[Stored items]
+--

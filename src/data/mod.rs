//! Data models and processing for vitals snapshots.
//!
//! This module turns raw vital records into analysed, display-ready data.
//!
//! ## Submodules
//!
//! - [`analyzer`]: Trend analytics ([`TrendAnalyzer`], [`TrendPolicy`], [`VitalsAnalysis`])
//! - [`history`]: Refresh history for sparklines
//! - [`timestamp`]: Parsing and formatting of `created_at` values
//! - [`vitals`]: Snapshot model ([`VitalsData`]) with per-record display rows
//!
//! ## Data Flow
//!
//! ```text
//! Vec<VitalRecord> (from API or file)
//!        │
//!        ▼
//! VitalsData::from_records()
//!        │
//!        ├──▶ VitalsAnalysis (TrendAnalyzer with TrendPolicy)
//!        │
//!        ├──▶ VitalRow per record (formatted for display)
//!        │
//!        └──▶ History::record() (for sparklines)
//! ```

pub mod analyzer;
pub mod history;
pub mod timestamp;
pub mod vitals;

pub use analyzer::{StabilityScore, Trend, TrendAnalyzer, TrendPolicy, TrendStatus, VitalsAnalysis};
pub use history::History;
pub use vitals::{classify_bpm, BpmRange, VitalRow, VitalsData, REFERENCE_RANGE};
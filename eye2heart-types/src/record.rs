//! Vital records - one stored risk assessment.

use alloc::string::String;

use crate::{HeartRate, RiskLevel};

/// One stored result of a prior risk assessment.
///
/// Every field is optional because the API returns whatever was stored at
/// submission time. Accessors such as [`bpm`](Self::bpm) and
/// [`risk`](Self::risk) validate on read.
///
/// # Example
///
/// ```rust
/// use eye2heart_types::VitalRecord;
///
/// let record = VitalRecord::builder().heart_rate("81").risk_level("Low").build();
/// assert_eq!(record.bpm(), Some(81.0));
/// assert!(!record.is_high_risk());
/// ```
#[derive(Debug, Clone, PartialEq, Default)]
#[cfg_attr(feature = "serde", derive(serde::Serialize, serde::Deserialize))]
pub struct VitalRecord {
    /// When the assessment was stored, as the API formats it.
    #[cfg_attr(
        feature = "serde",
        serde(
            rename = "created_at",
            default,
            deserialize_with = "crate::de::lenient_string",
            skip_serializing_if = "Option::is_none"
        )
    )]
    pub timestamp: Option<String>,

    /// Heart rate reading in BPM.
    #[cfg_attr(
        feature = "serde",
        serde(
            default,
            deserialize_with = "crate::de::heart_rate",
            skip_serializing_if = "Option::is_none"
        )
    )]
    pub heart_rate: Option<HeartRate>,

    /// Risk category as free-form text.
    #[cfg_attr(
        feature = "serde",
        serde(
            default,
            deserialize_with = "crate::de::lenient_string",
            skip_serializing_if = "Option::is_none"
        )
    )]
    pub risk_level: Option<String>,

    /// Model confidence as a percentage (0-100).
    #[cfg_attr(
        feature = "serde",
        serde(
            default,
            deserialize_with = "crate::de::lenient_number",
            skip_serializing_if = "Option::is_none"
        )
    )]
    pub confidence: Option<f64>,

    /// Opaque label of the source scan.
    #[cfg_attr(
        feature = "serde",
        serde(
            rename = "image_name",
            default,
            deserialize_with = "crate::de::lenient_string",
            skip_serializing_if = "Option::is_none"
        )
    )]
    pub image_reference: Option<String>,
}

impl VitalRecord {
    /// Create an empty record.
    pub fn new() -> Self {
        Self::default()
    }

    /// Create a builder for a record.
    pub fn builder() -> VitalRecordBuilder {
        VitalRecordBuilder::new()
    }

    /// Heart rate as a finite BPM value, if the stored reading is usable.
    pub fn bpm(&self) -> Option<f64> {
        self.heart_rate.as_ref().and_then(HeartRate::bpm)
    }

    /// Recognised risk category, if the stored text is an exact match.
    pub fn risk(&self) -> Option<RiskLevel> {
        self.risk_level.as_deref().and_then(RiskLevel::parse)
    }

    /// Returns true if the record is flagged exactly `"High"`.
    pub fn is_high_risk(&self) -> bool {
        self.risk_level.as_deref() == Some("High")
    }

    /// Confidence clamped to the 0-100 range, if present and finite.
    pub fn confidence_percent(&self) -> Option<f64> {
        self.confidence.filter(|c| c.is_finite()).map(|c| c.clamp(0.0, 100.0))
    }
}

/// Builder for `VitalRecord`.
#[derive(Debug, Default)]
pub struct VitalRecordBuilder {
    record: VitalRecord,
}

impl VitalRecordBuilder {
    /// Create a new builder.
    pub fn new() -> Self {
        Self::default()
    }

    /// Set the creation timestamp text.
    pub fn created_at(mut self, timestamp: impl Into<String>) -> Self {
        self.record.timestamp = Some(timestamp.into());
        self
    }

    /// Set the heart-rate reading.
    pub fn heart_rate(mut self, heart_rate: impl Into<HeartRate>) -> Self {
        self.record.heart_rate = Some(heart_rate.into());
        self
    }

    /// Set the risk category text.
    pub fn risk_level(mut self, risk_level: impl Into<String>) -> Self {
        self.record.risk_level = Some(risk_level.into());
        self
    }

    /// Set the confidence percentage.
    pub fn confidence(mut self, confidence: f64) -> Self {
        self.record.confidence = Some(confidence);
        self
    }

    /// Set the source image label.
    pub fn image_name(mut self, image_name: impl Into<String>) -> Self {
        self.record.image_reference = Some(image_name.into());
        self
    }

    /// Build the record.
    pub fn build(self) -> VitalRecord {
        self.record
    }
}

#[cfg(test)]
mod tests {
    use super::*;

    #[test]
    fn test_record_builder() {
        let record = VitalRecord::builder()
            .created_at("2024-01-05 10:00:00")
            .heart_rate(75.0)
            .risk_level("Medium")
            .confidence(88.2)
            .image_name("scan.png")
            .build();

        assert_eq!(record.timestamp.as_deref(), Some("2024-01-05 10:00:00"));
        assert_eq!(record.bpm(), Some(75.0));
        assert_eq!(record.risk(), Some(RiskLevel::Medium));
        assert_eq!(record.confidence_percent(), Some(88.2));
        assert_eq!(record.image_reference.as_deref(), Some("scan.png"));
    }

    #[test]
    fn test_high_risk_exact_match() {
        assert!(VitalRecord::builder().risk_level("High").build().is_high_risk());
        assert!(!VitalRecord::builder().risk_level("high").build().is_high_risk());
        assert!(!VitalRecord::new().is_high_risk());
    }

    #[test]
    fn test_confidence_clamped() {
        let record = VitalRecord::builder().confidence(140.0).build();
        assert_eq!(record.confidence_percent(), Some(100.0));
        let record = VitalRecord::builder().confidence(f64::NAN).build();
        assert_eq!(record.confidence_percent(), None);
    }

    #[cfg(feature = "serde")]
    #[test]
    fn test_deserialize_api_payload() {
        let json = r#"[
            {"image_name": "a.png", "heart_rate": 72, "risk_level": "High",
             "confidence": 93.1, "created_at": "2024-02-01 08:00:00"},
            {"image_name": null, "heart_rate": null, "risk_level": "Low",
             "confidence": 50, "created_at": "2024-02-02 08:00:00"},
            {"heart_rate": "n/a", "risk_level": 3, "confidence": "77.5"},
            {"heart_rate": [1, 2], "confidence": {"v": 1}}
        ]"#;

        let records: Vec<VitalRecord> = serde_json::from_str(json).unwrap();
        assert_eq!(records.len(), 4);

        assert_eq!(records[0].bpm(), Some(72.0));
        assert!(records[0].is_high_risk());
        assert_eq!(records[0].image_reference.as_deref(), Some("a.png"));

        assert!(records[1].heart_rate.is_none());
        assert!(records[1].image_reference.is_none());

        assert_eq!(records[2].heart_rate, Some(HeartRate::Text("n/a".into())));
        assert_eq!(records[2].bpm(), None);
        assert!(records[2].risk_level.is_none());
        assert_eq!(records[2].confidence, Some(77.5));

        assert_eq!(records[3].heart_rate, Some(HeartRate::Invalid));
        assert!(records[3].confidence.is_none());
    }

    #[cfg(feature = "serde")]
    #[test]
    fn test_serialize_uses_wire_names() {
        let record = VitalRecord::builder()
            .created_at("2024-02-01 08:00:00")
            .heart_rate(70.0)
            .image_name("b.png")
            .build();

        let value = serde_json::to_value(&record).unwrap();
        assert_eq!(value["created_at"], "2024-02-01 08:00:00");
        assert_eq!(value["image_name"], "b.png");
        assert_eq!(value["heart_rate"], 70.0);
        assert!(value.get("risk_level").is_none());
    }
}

+--

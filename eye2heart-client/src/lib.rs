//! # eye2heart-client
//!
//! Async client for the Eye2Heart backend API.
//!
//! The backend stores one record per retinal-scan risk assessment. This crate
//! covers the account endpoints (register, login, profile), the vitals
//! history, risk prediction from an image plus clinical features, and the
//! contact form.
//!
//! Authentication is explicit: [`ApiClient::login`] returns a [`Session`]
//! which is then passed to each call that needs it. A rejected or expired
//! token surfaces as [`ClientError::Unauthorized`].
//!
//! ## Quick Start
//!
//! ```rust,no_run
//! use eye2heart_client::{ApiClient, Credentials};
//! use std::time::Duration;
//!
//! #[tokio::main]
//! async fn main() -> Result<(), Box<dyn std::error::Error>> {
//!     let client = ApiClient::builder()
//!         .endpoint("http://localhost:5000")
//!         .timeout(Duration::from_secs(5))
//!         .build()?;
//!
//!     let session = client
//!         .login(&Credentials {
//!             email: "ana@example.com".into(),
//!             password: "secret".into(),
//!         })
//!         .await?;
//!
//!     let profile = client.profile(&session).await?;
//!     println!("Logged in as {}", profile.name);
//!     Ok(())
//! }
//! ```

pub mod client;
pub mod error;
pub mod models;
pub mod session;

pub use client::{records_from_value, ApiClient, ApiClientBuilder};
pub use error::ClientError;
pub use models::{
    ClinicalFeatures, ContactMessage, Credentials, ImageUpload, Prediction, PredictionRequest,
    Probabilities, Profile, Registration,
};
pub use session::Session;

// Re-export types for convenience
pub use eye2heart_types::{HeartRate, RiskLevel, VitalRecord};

+--

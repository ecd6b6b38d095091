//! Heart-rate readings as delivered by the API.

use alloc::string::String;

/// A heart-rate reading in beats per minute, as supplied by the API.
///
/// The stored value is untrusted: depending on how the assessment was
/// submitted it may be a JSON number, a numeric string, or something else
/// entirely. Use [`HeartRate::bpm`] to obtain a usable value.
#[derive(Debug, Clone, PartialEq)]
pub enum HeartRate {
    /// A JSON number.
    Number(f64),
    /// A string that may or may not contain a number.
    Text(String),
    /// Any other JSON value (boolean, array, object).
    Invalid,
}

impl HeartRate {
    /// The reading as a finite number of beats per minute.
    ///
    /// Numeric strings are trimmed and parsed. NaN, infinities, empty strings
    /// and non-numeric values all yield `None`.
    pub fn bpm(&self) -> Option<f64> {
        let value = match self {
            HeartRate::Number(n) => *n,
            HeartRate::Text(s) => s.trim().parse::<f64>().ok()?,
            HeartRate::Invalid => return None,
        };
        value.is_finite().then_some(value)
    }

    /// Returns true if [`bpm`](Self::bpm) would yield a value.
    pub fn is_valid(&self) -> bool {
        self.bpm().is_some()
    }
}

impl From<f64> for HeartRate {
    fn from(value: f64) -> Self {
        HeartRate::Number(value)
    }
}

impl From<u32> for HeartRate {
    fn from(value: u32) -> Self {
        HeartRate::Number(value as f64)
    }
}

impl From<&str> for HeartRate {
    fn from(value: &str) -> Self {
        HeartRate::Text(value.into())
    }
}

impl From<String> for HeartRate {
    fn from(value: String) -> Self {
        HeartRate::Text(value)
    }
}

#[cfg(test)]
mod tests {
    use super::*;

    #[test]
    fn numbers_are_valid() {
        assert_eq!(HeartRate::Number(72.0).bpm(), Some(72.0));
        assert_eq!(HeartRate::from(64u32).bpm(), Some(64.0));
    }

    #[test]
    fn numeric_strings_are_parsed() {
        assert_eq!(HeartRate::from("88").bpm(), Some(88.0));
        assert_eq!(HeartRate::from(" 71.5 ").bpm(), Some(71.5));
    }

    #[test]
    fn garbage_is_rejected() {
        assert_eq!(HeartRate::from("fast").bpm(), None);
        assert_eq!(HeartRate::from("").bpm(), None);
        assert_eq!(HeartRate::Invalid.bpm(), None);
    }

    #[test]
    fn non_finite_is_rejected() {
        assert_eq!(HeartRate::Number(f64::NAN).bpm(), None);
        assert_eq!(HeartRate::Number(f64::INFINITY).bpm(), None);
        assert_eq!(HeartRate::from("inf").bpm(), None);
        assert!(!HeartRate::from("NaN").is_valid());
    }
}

+--

About this task
Where the string "derive" appears in a line of the entries, count that line, and state the total alone.

Solution for this task
4